* _WHAT THIS TASK INVOLVES_: Every line of the records below that holds the word "text" belongs in the answer.
##### STORED DATA
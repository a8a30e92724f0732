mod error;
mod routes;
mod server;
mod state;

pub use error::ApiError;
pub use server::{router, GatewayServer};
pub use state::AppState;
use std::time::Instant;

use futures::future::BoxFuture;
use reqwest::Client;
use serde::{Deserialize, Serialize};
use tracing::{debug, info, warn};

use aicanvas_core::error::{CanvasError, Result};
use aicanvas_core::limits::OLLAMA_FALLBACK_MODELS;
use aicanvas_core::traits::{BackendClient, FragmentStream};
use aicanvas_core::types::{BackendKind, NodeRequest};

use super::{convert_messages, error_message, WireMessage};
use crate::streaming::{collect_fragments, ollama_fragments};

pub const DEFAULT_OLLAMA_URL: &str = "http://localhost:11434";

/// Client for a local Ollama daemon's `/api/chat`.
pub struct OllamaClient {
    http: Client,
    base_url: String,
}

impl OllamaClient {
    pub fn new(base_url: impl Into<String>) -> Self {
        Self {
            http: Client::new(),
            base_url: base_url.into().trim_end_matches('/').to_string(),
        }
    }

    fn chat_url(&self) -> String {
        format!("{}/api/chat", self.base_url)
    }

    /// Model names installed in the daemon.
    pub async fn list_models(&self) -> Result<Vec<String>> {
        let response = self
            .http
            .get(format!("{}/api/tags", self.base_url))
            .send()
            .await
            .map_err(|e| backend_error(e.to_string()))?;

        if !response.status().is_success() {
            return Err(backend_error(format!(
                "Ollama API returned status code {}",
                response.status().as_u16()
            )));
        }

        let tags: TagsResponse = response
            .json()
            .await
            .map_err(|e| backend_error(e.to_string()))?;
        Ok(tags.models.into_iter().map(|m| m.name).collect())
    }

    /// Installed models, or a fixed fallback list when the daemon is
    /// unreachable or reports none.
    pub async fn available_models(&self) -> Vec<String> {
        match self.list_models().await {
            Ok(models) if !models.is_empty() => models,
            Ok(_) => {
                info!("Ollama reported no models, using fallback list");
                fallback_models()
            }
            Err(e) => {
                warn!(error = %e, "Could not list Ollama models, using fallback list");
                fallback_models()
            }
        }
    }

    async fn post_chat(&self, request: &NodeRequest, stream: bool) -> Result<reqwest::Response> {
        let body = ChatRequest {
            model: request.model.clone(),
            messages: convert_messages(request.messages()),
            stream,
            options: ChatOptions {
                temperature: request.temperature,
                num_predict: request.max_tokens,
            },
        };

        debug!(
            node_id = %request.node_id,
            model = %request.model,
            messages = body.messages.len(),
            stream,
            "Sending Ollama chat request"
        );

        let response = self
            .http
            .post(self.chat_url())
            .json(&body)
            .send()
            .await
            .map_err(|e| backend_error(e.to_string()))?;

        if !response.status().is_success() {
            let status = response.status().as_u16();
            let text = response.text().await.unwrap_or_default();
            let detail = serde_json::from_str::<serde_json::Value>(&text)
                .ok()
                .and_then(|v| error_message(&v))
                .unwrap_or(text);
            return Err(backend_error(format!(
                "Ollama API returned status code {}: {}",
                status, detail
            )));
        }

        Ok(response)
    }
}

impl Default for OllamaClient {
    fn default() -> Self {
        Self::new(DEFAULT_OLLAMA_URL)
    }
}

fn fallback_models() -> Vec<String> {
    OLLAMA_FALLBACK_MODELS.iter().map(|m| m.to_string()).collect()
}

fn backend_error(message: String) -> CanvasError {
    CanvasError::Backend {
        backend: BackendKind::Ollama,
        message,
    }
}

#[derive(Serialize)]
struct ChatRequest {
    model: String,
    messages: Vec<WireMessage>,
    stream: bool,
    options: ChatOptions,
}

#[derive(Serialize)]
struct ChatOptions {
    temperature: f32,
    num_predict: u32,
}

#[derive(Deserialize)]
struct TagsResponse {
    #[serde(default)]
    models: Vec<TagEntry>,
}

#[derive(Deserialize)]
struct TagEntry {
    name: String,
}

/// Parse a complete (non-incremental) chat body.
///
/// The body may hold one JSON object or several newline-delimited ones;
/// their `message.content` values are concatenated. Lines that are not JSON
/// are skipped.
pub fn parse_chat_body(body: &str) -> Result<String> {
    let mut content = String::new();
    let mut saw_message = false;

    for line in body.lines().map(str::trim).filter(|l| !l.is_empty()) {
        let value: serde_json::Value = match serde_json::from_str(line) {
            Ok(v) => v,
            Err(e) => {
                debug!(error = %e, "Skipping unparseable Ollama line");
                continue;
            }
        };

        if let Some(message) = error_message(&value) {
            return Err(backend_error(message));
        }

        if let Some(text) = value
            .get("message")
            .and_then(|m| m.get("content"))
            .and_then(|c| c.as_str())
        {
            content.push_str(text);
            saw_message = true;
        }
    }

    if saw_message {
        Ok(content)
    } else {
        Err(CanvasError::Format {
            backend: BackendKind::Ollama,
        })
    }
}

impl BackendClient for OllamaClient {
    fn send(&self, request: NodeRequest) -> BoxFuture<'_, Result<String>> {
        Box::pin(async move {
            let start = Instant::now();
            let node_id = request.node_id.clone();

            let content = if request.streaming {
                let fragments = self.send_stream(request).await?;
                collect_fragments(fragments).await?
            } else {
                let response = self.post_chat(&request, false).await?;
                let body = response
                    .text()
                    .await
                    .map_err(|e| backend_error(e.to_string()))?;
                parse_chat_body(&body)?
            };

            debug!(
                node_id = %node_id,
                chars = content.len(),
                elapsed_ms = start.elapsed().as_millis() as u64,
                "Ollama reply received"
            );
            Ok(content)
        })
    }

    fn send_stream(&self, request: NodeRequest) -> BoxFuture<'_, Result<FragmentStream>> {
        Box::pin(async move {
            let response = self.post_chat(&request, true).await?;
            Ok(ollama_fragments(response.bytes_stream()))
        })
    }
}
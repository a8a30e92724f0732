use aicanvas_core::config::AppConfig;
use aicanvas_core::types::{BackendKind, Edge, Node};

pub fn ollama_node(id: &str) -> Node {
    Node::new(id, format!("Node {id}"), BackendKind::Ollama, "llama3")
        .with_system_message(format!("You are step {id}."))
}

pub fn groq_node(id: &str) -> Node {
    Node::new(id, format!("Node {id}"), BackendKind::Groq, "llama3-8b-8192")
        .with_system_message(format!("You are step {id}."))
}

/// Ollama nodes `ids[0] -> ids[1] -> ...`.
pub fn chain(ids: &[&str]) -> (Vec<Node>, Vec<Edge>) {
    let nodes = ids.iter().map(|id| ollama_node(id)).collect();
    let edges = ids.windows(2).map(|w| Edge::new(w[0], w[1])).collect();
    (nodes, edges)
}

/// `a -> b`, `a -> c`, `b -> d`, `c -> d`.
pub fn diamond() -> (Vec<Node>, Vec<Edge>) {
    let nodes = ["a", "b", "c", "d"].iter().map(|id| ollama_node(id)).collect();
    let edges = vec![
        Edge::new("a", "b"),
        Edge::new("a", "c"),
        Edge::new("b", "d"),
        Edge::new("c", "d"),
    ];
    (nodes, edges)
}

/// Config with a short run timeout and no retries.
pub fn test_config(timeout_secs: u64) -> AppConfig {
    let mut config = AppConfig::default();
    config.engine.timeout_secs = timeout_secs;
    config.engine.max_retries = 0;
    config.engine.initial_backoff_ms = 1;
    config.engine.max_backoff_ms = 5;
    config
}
##########
* _ANSWER TO THIS EXERCISE_:
            let text = response.text().await.unwrap_or_default();
            let detail = serde_json::from_str::<serde_json::Value>(&text)
                .unwrap_or(text);
        if let Some(text) = value
            content.push_str(text);
                    .text()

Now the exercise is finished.